Congenital methemoglobinemia itself also has two types. Type I happens when the CYB5R problem only appears in red blood cells. In type II, all cells have the CYB5R problem.

Hemoglobin M disease is when there are mutations near the heme iron part of the alpha or beta chains of hemoglobin. Heme iron is a substance that helps carry oxygen in the blood. These mutations can lead to the iron in hemoglobin getting too easily oxidized to a state known as ferric [Fe3+].

Acquired methemoglobinemia, which is more common, is caused by exposure to certain substances. These substances can cause oxidation of the hemoglobin, creating a type of hemoglobin called methemoglobin. The body is unable to change methemoglobin back to its normal state. This can happen from direct oxidizing agents like the local anesthetic agents benzocaine and prilocaine, indirect oxidation from compounds like nitrates, or metabolic activation from substances like aniline or dapsone. Some examples include exposure to benzocaine during endoscopy and infants who drink well water that contains nitrates.

Risk Factors and Frequency for Methemoglobinemia

Methemoglobinemia due to cytochrome b5 reductase deficiency is a very rare birth defect, and the exact number of people affected is unknown. It appears to be more common in certain ethnic groups such as Siberian Yakuts, Athabaskans, Eskimos, and Navajo. However, acquired methemoglobinemia, which develops later in life, is more common than the congenital (born with) form. It typically happens because of exposure to certain chemicals or from using certain types of anesthetics.

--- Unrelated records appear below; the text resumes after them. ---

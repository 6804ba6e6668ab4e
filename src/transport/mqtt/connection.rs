//! Pure connection state management for MQTT client
//!
//! This module contains pure functions for connection state management,
//! configuration handling, and option construction.

use crate::config::MqttSection;
use crate::protocol::QosLevel;
use rumqttc::v5::{mqttbytes::QoS, MqttOptions};
use rumqttc::Transport as RumqttcTransport;
use std::time::Duration;
use thiserror::Error;
use url::{Host, Url};
use uuid::Uuid;

/// Connection state for MQTT client
#[derive(Debug, Clone, PartialEq)]
pub enum ConnectionState {
    /// Initial state - attempting to connect
    Connecting,
    /// Successfully connected and ready for operations
    Connected,
    /// Disconnected with reason
    Disconnected(String),
    /// Transport is reconnecting (attempt count)
    Reconnecting(u32),
    /// Permanently disconnected - reconnection disabled or attempts exhausted
    PermanentlyDisconnected(String),
}

/// Transport-level reconnection configuration
#[derive(Debug, Clone)]
pub struct ReconnectConfig {
    /// Reconnect established sessions after network errors
    pub enabled: bool,
    /// Maximum number of reconnection attempts (None = unlimited)
    pub max_attempts: Option<u32>,
    /// Custom backoff pattern in milliseconds
    pub backoff_pattern: Vec<u64>,
    /// Delay to use after pattern is exhausted
    pub sustained_delay: u64,
}

impl Default for ReconnectConfig {
    fn default() -> Self {
        Self {
            enabled: true,
            max_attempts: None,
            backoff_pattern: vec![25, 50, 100, 250],
            sustained_delay: 250,
        }
    }
}

impl ReconnectConfig {
    pub fn from_section(config: &MqttSection) -> Self {
        Self {
            enabled: config.auto_reconnect,
            max_attempts: config.max_reconnect_attempts,
            ..Default::default()
        }
    }

    /// Calculate backoff delay for given attempt using custom pattern
    /// Pattern: 25ms, 50ms, 100ms, 250ms, then sustain at 250ms forever
    pub fn calculate_backoff_delay(&self, attempt: u32) -> u64 {
        let index = (attempt.saturating_sub(1)) as usize;
        self.backoff_pattern
            .get(index)
            .copied()
            .unwrap_or(self.sustained_delay)
    }
}

/// MQTT transport errors
#[derive(Debug, Error)]
pub enum MqttError {
    #[error("Connection failed: {0}")]
    ConnectionFailed(String),
    #[error("Publishing failed: {0}")]
    PublishFailed(String),
    #[error("Invalid broker URL: {0}")]
    InvalidBrokerUrl(String),
    #[error("Not connected - current state: {state:?}")]
    NotConnected { state: ConnectionState },
    #[error("Timed out waiting for {0}")]
    Timeout(String),
}

/// Generate a client id unique to one connect sequence
pub fn generate_client_id(prefix: &str) -> String {
    format!("{prefix}-{}", Uuid::new_v4().simple())
}

/// Host and port extracted from a broker URL
#[derive(Debug, Clone, PartialEq, Eq)]
pub struct BrokerAddress {
    pub host: String,
    pub port: u16,
    pub tls: bool,
}

/// Parse `tcp://`, `mqtt://`, `ssl://`, `tls://` or `mqtts://` broker URLs
pub fn parse_broker_url(broker_url: &str) -> Result<BrokerAddress, MqttError> {
    let invalid = || MqttError::InvalidBrokerUrl(broker_url.to_string());
    let url = Url::parse(broker_url).map_err(|_| invalid())?;

    let tls = match url.scheme() {
        "tcp" | "mqtt" => false,
        "ssl" | "tls" | "mqtts" => true,
        _ => return Err(invalid()),
    };

    let host = match url.host().ok_or_else(invalid)? {
        Host::Domain(domain) if !domain.is_empty() => domain.to_string(),
        Host::Domain(_) => return Err(invalid()),
        Host::Ipv4(addr) => addr.to_string(),
        Host::Ipv6(addr) => addr.to_string(),
    };
    let port = url.port().unwrap_or(if tls { 8883 } else { 1883 });

    Ok(BrokerAddress { host, port, tls })
}

/// Pure function to configure MQTT options from config
pub fn configure_mqtt_options(
    client_id: &str,
    config: &MqttSection,
) -> Result<MqttOptions, MqttError> {
    let address = parse_broker_url(&config.broker_url())?;
    let mut mqtt_options = MqttOptions::new(client_id, address.host, address.port);

    if address.tls {
        let transport = RumqttcTransport::tls_with_default_config();
        mqtt_options.set_transport(transport);
    }

    if let Some(username) = config.username() {
        let password = config.password().unwrap_or_default();
        mqtt_options.set_credentials(&username, &password);
    }

    // rumqttc panics below 5 s; BridgeConfig::validate enforces the floor
    mqtt_options.set_keep_alive(Duration::from_secs(config.keep_alive_secs.max(5)));
    mqtt_options.set_connection_timeout(config.connect_timeout_secs);
    mqtt_options.set_clean_start(true);

    Ok(mqtt_options)
}

/// Map a validated QoS level onto the client library's type
pub fn to_mqtt_qos(qos: QosLevel) -> QoS {
    match qos {
        QosLevel::AtMostOnce => QoS::AtMostOnce,
        QosLevel::AtLeastOnce => QoS::AtLeastOnce,
        QosLevel::ExactlyOnce => QoS::ExactlyOnce,
    }
}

• One study that reviewed nearly 30,000 heart ultrasounds found that methemoglobinemia occurred in about 0.067% of cases.
• A separate review of cases found that an anesthetic called benzocaine was involved in two-thirds of local anesthetic-related methemoglobinemia cases.
• Because of the high number of cases linked to benzocaine, the U.S. Food and Drug Administration (FDA) has issued several public warnings about the use of oral products containing benzocaine.

Signs and Symptoms of Methemoglobinemia

Methemoglobinemia is a medical condition that should be considered if you experience difficulty breathing, a bluish color to your skin (cyanosis), or low levels of oxygen in your blood (hypoxemia) that isn’t improved with supplemental oxygen. The symptoms can vary greatly – from barely noticeable to severe – and include cyanosis, pale skin, fatigue, weakness, headaches, depression in the central nervous system, high levels of acid in the body (metabolic acidosis), seizures, irregular heart rhythms, coma, and in severe cases, death.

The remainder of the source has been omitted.